> _EXERCISE DESCRIPTION_
Could you please output all of the records exactly?

DATA EXTRACTS Start Marker

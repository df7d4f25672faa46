//! Command-line arguments and subcommands for the `pie` binary.

use std::num::NonZeroUsize;
use std::path::PathBuf;

use clap::{ArgAction, Args, Parser, Subcommand};

use crate::config::{ConfigError, FunctionTypeMode, ParserConfig};

/// The main CLI argument structure.
#[derive(Debug, Parser)]
#[command(
    name = "pie",
    version,
    about = "Lexer and parser for the Pie language."
)]
pub struct PieArgs {
    #[command(flatten)]
    pub parser: ParserOptions,

    /// Increase log output (-v debug, -vv trace). RUST_LOG takes precedence.
    #[arg(short, long, action = ArgAction::Count, global = true)]
    pub verbose: u8,

    #[command(subcommand)]
    pub command: Command,
}

/// Options that end up in the [`ParserConfig`].
#[derive(Debug, Default, Args)]
pub struct ParserOptions {
    /// YAML file with parser settings.
    #[arg(long, global = true, value_name = "FILE")]
    pub config: Option<PathBuf>,

    /// How arrow forms such as `(-> Nat Nat)` are parsed.
    #[arg(long, global = true, value_enum)]
    pub function_types: Option<FunctionTypeMode>,

    /// Maximum nesting of parenthesized forms.
    #[arg(long, global = true)]
    pub max_depth: Option<NonZeroUsize>,
}

impl ParserOptions {
    /// Loads the configuration file, if any, and applies the flag overrides.
    pub fn resolve(&self) -> Result<ParserConfig, ConfigError> {
        let mut config = match &self.config {
            Some(path) => ParserConfig::from_yaml_file(path)?,
            None => ParserConfig::default(),
        };
        if let Some(mode) = self.function_types {
            config = config.with_function_types(mode);
        }
        if let Some(depth) = self.max_depth {
            config = config.with_max_depth(depth.get());
        }
        Ok(config)
    }
}

/// An enumeration of all available CLI subcommands.
#[derive(Debug, Subcommand)]
pub enum Command {
    /// Print the concrete syntax tree of a file.
    Parse {
        file: PathBuf,
        /// Print the tree as JSON.
        #[arg(long)]
        json: bool,
    },
    /// List the tokens and comments of a file with their spans.
    Tokens { file: PathBuf },
    /// Parse every `.pie` file under the given paths and report errors.
    Check {
        #[arg(required = true)]
        paths: Vec<PathBuf>,
        /// Number of worker threads (defaults to the available parallelism).
        #[arg(short, long)]
        jobs: Option<NonZeroUsize>,
    },
    /// Verify that the tree of a file rebuilds the file byte for byte.
    RoundTrip { file: PathBuf },
    /// Start an interactive session.
    Repl,
}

DATA EXTRACTS End Marker

> _WRITTEN SOLUTION_
repository df7d4f25672faa46
//! Command-line arguments and subcommands for the `pie` binary.

use std::num::NonZeroUsize;
use std::path::PathBuf;

use clap::{ArgAction, Args, Parser, Subcommand};

use crate::config::{ConfigError, FunctionTypeMode, ParserConfig};

/// The main CLI argument structure.
#[derive(Debug, Parser)]
#[command(
    name = "pie",
    version,
    about = "Lexer and parser for the Pie language."
)]
pub struct PieArgs {
    #[command(flatten)]
    pub parser: ParserOptions,

    /// Increase log output (-v debug, -vv trace). RUST_LOG takes precedence.
    #[arg(short, long, action = ArgAction::Count, global = true)]
    pub verbose: u8,

    #[command(subcommand)]
    pub command: Command,
}

/// Options that end up in the [`ParserConfig`].
#[derive(Debug, Default, Args)]
pub struct ParserOptions {
    /// YAML file with parser settings.
    #[arg(long, global = true, value_name = "FILE")]
    pub config: Option<PathBuf>,

    /// How arrow forms such as `(-> Nat Nat)` are parsed.
    #[arg(long, global = true, value_enum)]
    pub function_types: Option<FunctionTypeMode>,

    /// Maximum nesting of parenthesized forms.
    #[arg(long, global = true)]
    pub max_depth: Option<NonZeroUsize>,
}

impl ParserOptions {
    /// Loads the configuration file, if any, and applies the flag overrides.
    pub fn resolve(&self) -> Result<ParserConfig, ConfigError> {
        let mut config = match &self.config {
            Some(path) => ParserConfig::from_yaml_file(path)?,
            None => ParserConfig::default(),
        };
        if let Some(mode) = self.function_types {
            config = config.with_function_types(mode);
        }
        if let Some(depth) = self.max_depth {
            config = config.with_max_depth(depth.get());
        }
        Ok(config)
    }
}

/// An enumeration of all available CLI subcommands.
#[derive(Debug, Subcommand)]
pub enum Command {
    /// Print the concrete syntax tree of a file.
    Parse {
        file: PathBuf,
        /// Print the tree as JSON.
        #[arg(long)]
        json: bool,
    },
    /// List the tokens and comments of a file with their spans.
    Tokens { file: PathBuf },
    /// Parse every `.pie` file under the given paths and report errors.
    Check {
        #[arg(required = true)]
        paths: Vec<PathBuf>,
        /// Number of worker threads (defaults to the available parallelism).
        #[arg(short, long)]
        jobs: Option<NonZeroUsize>,
    },
    /// Verify that the tree of a file rebuilds the file byte for byte.
    RoundTrip { file: PathBuf },
    /// Start an interactive session.
    Repl,
}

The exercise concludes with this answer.